Start of Records shown
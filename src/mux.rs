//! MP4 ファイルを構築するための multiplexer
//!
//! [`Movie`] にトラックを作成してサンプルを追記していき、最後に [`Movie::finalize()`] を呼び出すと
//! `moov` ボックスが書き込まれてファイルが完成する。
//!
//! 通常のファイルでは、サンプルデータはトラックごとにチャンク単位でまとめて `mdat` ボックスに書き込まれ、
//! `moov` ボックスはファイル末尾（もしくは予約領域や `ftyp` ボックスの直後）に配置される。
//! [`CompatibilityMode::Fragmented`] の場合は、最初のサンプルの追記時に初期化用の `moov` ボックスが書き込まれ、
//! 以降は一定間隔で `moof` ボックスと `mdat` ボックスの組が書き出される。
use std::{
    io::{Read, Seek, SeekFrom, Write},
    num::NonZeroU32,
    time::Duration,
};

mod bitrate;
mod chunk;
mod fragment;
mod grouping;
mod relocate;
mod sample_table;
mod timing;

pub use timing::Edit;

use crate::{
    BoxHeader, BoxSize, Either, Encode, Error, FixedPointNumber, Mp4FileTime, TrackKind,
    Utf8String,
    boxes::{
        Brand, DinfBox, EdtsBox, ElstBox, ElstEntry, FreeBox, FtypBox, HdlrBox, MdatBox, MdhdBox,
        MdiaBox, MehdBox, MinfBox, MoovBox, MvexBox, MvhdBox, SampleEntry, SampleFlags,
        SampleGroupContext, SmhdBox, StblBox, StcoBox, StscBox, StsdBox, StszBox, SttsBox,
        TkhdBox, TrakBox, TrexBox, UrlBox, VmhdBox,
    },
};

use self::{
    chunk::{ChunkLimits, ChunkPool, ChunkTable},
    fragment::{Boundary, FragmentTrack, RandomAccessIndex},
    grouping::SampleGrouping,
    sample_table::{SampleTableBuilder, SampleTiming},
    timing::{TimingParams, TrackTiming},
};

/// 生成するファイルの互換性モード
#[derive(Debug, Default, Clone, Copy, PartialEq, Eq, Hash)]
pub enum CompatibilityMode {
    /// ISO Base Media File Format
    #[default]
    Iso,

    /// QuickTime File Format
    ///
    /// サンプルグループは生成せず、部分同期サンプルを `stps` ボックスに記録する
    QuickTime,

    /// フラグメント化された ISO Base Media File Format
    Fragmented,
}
End of Records shown
Start of Records shown
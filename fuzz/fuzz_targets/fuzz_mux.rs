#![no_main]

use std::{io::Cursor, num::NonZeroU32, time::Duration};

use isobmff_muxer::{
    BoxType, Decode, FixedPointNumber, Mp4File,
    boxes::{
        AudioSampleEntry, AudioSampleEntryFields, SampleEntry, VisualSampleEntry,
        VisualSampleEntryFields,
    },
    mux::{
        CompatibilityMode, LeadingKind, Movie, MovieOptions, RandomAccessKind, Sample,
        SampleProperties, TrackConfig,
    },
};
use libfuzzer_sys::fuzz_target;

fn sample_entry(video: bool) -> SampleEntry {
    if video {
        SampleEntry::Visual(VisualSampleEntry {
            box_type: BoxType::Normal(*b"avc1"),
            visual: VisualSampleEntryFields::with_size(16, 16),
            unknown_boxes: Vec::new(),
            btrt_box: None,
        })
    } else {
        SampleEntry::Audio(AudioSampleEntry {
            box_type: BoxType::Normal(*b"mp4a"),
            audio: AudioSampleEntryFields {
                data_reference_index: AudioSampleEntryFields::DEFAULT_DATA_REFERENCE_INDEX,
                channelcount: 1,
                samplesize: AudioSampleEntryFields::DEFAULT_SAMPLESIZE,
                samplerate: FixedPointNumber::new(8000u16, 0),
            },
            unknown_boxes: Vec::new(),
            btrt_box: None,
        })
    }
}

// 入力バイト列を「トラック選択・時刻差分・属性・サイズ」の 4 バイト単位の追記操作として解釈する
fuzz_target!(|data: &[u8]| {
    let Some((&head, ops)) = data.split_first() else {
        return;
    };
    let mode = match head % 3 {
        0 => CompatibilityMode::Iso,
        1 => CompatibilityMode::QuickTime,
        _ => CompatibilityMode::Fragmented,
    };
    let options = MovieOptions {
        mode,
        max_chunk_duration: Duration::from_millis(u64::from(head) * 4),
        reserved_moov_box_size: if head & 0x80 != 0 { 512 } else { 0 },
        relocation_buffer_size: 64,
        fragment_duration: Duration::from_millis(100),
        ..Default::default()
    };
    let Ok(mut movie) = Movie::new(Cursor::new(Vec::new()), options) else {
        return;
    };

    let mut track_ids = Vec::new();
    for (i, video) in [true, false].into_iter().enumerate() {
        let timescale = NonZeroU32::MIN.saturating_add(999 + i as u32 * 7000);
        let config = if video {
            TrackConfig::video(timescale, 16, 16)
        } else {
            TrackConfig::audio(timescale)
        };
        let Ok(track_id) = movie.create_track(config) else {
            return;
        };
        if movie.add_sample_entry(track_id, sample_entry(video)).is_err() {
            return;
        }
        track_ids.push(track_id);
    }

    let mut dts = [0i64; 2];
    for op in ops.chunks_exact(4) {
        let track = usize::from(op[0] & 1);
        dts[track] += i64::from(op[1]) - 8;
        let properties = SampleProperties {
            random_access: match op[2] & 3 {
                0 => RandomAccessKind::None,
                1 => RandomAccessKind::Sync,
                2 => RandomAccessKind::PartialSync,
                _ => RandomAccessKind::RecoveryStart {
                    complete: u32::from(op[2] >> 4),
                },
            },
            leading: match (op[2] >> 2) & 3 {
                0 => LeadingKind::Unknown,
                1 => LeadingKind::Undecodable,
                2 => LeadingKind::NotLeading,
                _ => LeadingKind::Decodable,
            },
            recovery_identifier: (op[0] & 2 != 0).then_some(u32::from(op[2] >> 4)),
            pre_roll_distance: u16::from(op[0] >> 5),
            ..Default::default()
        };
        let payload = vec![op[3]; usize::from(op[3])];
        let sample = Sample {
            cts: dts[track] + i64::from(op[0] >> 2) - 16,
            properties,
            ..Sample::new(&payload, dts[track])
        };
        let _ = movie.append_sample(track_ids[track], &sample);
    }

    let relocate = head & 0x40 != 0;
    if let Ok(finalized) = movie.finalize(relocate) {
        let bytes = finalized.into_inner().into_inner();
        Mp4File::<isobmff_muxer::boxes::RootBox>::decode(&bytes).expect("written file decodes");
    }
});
End of Records shown
■ **Problem details**: Every line above carrying the word "CompatibilityMode" needs to be shown.

■ **Answer for the task**:
//! [`CompatibilityMode::Fragmented`] の場合は、最初のサンプルの追記時に初期化用の `moov` ボックスが書き込まれ、
pub enum CompatibilityMode {
        CompatibilityMode, LeadingKind, Movie, MovieOptions, RandomAccessKind, Sample,
        0 => CompatibilityMode::Iso,
        1 => CompatibilityMode::QuickTime,
        _ => CompatibilityMode::Fragmented,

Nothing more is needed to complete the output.